> **Entries shown**:
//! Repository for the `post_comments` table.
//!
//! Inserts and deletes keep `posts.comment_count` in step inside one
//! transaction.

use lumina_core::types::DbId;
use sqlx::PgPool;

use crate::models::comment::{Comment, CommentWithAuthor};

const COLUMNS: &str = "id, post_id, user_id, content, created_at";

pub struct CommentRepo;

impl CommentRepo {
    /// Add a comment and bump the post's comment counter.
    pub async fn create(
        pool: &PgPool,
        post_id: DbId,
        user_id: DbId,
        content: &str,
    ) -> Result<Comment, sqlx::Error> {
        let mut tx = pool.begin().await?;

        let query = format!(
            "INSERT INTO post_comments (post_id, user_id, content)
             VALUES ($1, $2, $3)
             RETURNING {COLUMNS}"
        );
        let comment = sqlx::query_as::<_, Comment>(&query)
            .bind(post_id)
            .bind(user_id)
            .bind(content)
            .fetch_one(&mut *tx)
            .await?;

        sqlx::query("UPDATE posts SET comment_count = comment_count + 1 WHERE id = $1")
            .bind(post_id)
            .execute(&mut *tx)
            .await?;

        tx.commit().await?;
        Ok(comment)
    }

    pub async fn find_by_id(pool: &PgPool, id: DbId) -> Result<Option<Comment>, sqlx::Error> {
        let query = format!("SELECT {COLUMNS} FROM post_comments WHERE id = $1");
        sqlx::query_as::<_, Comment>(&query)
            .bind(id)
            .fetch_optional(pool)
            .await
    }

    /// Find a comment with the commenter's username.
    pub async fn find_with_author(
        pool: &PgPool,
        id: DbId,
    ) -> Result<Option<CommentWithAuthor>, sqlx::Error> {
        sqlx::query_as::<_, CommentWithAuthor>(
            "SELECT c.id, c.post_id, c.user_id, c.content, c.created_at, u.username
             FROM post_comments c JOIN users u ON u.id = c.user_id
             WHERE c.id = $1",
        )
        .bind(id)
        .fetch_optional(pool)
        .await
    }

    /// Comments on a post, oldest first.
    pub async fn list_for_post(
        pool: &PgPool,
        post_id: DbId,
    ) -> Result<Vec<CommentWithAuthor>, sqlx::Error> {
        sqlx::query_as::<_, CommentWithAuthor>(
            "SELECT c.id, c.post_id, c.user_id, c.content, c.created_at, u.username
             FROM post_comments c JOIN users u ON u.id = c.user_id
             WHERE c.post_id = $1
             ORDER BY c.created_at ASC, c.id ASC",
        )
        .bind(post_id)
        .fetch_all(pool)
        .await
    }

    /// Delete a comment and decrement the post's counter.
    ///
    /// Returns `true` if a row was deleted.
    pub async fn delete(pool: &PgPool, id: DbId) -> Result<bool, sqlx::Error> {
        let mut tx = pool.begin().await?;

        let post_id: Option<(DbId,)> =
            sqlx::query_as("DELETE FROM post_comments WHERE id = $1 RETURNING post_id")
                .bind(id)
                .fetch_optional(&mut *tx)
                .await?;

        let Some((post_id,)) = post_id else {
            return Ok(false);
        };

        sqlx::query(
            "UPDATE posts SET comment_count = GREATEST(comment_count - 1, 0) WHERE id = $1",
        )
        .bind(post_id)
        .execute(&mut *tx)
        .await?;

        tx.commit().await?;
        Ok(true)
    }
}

---

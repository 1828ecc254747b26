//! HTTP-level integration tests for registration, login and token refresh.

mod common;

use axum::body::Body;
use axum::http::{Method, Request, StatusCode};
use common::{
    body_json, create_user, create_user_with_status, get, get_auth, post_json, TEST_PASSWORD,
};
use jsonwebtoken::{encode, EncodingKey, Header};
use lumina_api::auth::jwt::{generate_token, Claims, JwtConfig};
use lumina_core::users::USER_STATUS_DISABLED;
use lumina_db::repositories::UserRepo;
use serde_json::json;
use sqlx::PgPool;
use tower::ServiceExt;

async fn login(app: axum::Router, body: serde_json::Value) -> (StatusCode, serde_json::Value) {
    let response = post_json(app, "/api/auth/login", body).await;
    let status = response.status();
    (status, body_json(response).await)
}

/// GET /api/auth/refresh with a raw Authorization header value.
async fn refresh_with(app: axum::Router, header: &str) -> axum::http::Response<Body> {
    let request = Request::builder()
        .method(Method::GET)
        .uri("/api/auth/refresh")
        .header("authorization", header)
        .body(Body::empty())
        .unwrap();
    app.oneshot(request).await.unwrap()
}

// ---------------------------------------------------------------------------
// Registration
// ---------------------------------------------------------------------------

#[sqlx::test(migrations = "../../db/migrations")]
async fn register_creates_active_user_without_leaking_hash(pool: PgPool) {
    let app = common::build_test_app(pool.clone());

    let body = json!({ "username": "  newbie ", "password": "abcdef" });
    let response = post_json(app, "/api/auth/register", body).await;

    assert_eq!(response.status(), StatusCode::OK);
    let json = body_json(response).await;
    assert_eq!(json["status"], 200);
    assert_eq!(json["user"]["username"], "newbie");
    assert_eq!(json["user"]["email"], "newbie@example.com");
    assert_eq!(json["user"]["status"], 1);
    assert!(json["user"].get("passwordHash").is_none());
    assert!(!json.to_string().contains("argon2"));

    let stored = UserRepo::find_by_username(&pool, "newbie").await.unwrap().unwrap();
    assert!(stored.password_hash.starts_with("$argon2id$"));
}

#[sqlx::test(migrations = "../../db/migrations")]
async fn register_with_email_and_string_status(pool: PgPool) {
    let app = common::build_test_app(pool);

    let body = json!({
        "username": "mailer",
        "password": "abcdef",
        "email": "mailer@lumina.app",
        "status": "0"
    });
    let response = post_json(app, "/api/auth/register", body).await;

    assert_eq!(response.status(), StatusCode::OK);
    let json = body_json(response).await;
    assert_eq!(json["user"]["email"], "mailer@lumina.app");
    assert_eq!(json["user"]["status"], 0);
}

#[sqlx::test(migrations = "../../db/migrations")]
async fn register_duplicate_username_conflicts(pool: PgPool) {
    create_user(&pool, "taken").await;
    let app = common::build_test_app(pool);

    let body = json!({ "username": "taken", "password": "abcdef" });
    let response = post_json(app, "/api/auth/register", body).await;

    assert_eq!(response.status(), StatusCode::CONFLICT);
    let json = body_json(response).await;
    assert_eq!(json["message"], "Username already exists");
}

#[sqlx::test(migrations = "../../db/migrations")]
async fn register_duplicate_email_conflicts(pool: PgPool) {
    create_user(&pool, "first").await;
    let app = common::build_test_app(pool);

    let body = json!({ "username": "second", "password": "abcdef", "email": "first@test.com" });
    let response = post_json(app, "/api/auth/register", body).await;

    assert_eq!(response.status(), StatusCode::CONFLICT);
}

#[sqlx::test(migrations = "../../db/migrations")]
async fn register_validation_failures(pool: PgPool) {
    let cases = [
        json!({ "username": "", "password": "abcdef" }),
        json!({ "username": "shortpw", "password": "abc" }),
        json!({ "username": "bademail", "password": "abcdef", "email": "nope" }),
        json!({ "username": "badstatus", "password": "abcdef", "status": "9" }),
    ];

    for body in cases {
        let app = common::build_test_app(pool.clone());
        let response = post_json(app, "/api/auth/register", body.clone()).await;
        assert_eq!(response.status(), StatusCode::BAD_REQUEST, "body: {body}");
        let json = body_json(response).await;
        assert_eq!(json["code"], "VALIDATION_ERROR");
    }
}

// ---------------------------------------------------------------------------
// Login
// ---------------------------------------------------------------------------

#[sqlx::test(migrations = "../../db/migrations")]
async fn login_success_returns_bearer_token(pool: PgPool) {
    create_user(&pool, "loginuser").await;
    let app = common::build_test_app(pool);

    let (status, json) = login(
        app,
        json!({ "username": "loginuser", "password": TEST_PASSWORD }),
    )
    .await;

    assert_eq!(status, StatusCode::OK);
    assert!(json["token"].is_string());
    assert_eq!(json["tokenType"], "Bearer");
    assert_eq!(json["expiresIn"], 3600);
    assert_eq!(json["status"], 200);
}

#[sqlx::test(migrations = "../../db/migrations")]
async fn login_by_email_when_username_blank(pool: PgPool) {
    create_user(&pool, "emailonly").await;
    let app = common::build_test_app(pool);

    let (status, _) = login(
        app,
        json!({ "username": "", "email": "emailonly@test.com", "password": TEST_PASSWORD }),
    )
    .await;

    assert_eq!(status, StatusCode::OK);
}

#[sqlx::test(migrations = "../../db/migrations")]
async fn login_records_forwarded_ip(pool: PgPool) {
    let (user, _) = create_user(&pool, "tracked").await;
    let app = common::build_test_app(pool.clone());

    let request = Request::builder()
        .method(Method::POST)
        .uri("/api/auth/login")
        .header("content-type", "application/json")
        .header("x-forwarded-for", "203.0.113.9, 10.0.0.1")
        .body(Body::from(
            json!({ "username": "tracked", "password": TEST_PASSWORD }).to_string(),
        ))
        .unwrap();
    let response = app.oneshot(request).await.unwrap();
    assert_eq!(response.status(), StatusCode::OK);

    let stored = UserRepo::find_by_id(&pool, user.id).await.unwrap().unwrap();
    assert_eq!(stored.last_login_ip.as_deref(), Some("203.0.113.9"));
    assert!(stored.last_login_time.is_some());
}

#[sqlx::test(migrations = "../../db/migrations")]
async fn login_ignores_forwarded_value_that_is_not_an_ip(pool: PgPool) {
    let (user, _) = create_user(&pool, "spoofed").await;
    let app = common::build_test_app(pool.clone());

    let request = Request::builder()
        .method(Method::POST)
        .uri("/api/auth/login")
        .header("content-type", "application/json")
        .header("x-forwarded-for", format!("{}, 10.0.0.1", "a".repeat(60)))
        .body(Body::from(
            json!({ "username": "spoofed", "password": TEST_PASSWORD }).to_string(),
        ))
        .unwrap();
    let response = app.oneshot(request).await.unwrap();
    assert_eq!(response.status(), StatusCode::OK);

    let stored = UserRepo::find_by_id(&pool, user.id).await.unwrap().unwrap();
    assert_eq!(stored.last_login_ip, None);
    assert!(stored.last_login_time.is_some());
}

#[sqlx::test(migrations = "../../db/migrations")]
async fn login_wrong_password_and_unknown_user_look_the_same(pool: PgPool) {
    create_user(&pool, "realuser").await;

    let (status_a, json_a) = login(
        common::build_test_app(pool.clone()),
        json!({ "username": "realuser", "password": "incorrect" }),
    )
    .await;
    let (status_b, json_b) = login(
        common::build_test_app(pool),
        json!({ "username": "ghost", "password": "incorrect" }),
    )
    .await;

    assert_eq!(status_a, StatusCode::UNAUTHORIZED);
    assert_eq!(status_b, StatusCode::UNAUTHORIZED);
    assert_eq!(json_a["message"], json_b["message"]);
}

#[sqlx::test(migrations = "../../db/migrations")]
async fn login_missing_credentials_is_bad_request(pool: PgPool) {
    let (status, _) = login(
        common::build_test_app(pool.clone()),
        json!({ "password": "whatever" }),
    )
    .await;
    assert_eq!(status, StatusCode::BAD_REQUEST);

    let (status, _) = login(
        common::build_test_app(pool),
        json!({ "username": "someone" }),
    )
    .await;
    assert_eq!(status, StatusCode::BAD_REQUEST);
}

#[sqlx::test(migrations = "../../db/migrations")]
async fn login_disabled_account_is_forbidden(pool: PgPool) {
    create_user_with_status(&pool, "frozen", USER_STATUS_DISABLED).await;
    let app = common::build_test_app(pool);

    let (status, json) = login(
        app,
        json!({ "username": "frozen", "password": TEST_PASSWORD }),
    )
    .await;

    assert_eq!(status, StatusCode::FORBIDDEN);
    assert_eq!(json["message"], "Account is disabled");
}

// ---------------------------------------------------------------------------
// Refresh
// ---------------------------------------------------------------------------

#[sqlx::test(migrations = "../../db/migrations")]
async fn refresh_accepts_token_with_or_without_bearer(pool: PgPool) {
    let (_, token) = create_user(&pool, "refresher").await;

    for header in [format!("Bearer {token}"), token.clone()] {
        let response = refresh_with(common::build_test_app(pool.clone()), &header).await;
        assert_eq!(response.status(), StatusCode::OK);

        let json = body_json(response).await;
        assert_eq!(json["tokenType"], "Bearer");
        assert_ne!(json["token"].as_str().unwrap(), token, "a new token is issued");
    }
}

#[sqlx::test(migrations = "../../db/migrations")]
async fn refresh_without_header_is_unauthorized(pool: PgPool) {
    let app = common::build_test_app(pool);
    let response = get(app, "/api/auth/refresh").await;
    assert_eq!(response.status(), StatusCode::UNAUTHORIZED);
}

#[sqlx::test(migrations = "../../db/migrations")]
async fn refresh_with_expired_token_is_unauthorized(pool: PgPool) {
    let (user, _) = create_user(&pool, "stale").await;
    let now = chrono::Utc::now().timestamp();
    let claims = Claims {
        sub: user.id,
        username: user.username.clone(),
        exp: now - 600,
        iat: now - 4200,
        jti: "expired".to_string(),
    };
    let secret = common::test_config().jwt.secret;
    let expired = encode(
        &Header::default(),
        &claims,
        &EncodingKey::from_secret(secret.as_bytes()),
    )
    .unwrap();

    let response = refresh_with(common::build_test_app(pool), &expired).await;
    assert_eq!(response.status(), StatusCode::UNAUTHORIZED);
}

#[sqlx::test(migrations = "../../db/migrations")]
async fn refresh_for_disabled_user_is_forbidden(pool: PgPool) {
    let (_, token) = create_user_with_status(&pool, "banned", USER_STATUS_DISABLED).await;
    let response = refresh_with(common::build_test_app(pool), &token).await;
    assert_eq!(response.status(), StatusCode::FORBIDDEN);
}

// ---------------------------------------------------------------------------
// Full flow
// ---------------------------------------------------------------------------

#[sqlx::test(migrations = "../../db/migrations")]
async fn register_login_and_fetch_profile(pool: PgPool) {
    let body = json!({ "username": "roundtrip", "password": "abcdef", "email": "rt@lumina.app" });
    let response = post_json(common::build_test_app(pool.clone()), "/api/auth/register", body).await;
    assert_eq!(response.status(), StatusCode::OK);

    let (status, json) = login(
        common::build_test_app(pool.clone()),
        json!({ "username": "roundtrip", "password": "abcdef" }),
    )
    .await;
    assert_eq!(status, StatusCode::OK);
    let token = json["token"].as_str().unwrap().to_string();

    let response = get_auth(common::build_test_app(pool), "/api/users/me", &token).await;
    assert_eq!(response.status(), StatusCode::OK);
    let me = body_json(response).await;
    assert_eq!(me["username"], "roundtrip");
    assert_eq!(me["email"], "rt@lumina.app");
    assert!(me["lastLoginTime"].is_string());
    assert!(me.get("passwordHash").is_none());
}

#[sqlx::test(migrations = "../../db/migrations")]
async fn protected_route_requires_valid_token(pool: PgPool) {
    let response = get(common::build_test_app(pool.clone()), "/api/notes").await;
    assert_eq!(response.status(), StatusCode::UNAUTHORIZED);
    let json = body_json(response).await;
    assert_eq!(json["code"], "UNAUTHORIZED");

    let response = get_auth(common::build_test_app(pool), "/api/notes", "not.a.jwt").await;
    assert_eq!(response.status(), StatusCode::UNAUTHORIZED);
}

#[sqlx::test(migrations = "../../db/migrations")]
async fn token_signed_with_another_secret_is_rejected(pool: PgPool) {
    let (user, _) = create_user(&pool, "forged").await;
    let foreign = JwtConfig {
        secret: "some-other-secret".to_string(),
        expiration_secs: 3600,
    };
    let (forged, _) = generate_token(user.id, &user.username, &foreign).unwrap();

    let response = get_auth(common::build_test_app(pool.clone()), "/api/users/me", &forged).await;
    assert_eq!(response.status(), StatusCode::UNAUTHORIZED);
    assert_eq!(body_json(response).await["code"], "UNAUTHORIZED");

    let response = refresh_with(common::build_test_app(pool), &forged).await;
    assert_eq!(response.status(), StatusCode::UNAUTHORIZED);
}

> **Work item**:
Reprint exactly the lines above that start at the one with "Repository for the" and end at the one with "pub struct CommentRepo;", keeping both and adding none.

> **Solution for this task**:
//! Repository for the `post_comments` table.
//!
//! Inserts and deletes keep `posts.comment_count` in step inside one
//! transaction.

use lumina_core::types::DbId;
use sqlx::PgPool;

use crate::models::comment::{Comment, CommentWithAuthor};

const COLUMNS: &str = "id, post_id, user_id, content, created_at";

pub struct CommentRepo;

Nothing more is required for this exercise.